Recommendations for partition schemes
 
Hello, guys.
I am multibooting WinXP/FreeBSD/Linux from a 40GB HDD and storing my data on hdb which is 80GB. Recently I have come to this idea to swap the two disk, i.e. to have the OSes on the 80GB HDD and data on the 40GB.

So, does anyone have a suggestion on how should I partition these HDDs. This is what I have in mind now:

80GB HDD
-------------
1. Windows XP (20GB)
2. FreeBSD (20GB)
3. Linux (20GB)
4. Reserved for experimenting with other distros (20GB)

40GB HDD
-------------
1. FAT (20GB) (For sharing data)
2. Ext3 (20GB)
3. swap (~512MB)

What do you think? :)

trickykid 05-24-2004 06:43 AM

Looks okay to me, just all a matter of preference in the amount of space you want allocated for each, etc.

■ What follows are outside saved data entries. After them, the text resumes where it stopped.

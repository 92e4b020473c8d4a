use std::sync::Once;

use metrics::{Unit, describe_counter};
use tracing_error::ErrorLayer;
use tracing_subscriber::{
    EnvFilter, fmt,
    layer::{Layer, SubscriberExt},
    util::SubscriberInitExt,
};

use crate::config::{LogFormat, LoggingSettings};

use super::error::InfraError;

static METRIC_DESCRIPTIONS: Once = Once::new();

/// Install a global tracing subscriber using the provided logging settings.
pub fn init(logging: &LoggingSettings) -> Result<(), InfraError> {
    describe_metrics();

    let env_filter = EnvFilter::builder()
        .with_default_directive(logging.level.into())
        .from_env_lossy();

    let fmt_layer = match logging.format {
        LogFormat::Json => fmt::layer()
            .json()
            .with_current_span(true)
            .with_span_list(true)
            .with_target(true)
            .boxed(),
        LogFormat::Compact => fmt::layer().compact().with_target(true).boxed(),
    };

    tracing_subscriber::registry()
        .with(env_filter)
        .with(ErrorLayer::default())
        .with(fmt_layer)
        .try_init()
        .map_err(|err| {
            InfraError::telemetry(format!("failed to install tracing subscriber: {err}"))
        })
}

fn describe_metrics() {
    METRIC_DESCRIPTIONS.call_once(|| {
        describe_counter!(
            "yatube_page_cache_hit_total",
            Unit::Count,
            "Total number of page-cache hits."
        );
        describe_counter!(
            "yatube_page_cache_miss_total",
            Unit::Count,
            "Total number of page-cache misses, including expired entries."
        );
        describe_counter!(
            "yatube_page_cache_store_total",
            Unit::Count,
            "Total number of rendered pages stored in the page cache."
        );
        describe_counter!(
            "yatube_page_cache_evict_total",
            Unit::Count,
            "Total number of page-cache evictions due to capacity."
        );
        describe_counter!(
            "yatube_page_cache_clear_total",
            Unit::Count,
            "Total number of explicit page-cache clears."
        );
    });
}
use async_trait::async_trait;
use sqlx::FromRow;
use time::OffsetDateTime;

use crate::application::repos::{CommentsRepo, CreateCommentParams, RepoError};
use crate::domain::entities::{AuthorRef, CommentRecord};
use crate::domain::types::{CommentId, PostId, UserId};

use super::{PostgresRepositories, map_sqlx_error};

#[derive(Debug, FromRow)]
struct CommentRow {
    id: CommentId,
    post_id: PostId,
    author_id: UserId,
    author_username: String,
    text: String,
    created: OffsetDateTime,
}

impl From<CommentRow> for CommentRecord {
    fn from(row: CommentRow) -> Self {
        CommentRecord {
            id: row.id,
            post_id: row.post_id,
            author: AuthorRef {
                id: row.author_id,
                username: row.author_username,
            },
            text: row.text,
            created: row.created,
        }
    }
}

#[async_trait]
impl CommentsRepo for PostgresRepositories {
    async fn list_for_post(&self, post_id: PostId) -> Result<Vec<CommentRecord>, RepoError> {
        let rows = sqlx::query_as::<_, CommentRow>(
            "SELECT c.id, c.post_id, c.author_id, u.username AS author_username, c.text, c.created \
             FROM comments c JOIN users u ON u.id = c.author_id \
             WHERE c.post_id = $1 \
             ORDER BY c.created, c.id",
        )
        .bind(post_id)
        .fetch_all(self.pool())
        .await
        .map_err(map_sqlx_error)?;
        Ok(rows.into_iter().map(CommentRecord::from).collect())
    }

    async fn create_comment(
        &self,
        params: CreateCommentParams,
    ) -> Result<CommentRecord, RepoError> {
        let row = sqlx::query_as::<_, CommentRow>(
            "WITH c AS ( \
                INSERT INTO comments (post_id, author_id, text) VALUES ($1, $2, $3) \
                RETURNING id, post_id, author_id, text, created \
             ) \
             SELECT c.id, c.post_id, c.author_id, u.username AS author_username, c.text, c.created \
             FROM c JOIN users u ON u.id = c.author_id",
        )
        .bind(params.post_id)
        .bind(params.author_id)
        .bind(&params.text)
        .fetch_one(self.pool())
        .await
        .map_err(map_sqlx_error)?;
        Ok(row.into())
    }
}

bruno buys 05-24-2004 07:17 AM

Won´t swap in the end of the second disk slow things down? I would put in the begining, like this:
swap 512
fat 20g
ext2 20g.

Curiosity: How do you boot these systems? Floppies?

jcookeman 05-24-2004 08:30 AM

If you are worried about performance with the two drives there are a few things to consider.

1. If you want max read/write performance across the two drives you need to make sure they are on two different IDE cables. Master and Slave drives have much poorer performance when attempting to read from one and write to the other.

2. Don't mix faster drives with slower ones on the same cable. For example, an UATA-100 and UATA-133 drive as master and slave. It will degrade the speed of the faster drive.

3. Put a partition that needs faster sequential access speed at the physical end of the drive, because the drive is larger at the end and therefore spinning faster. This would be the first partition.

4. Put a partition that needs faster random access speed at the physical beginning of the drive, because the heads do not have to move as far to access data randomly. This would be the last partition.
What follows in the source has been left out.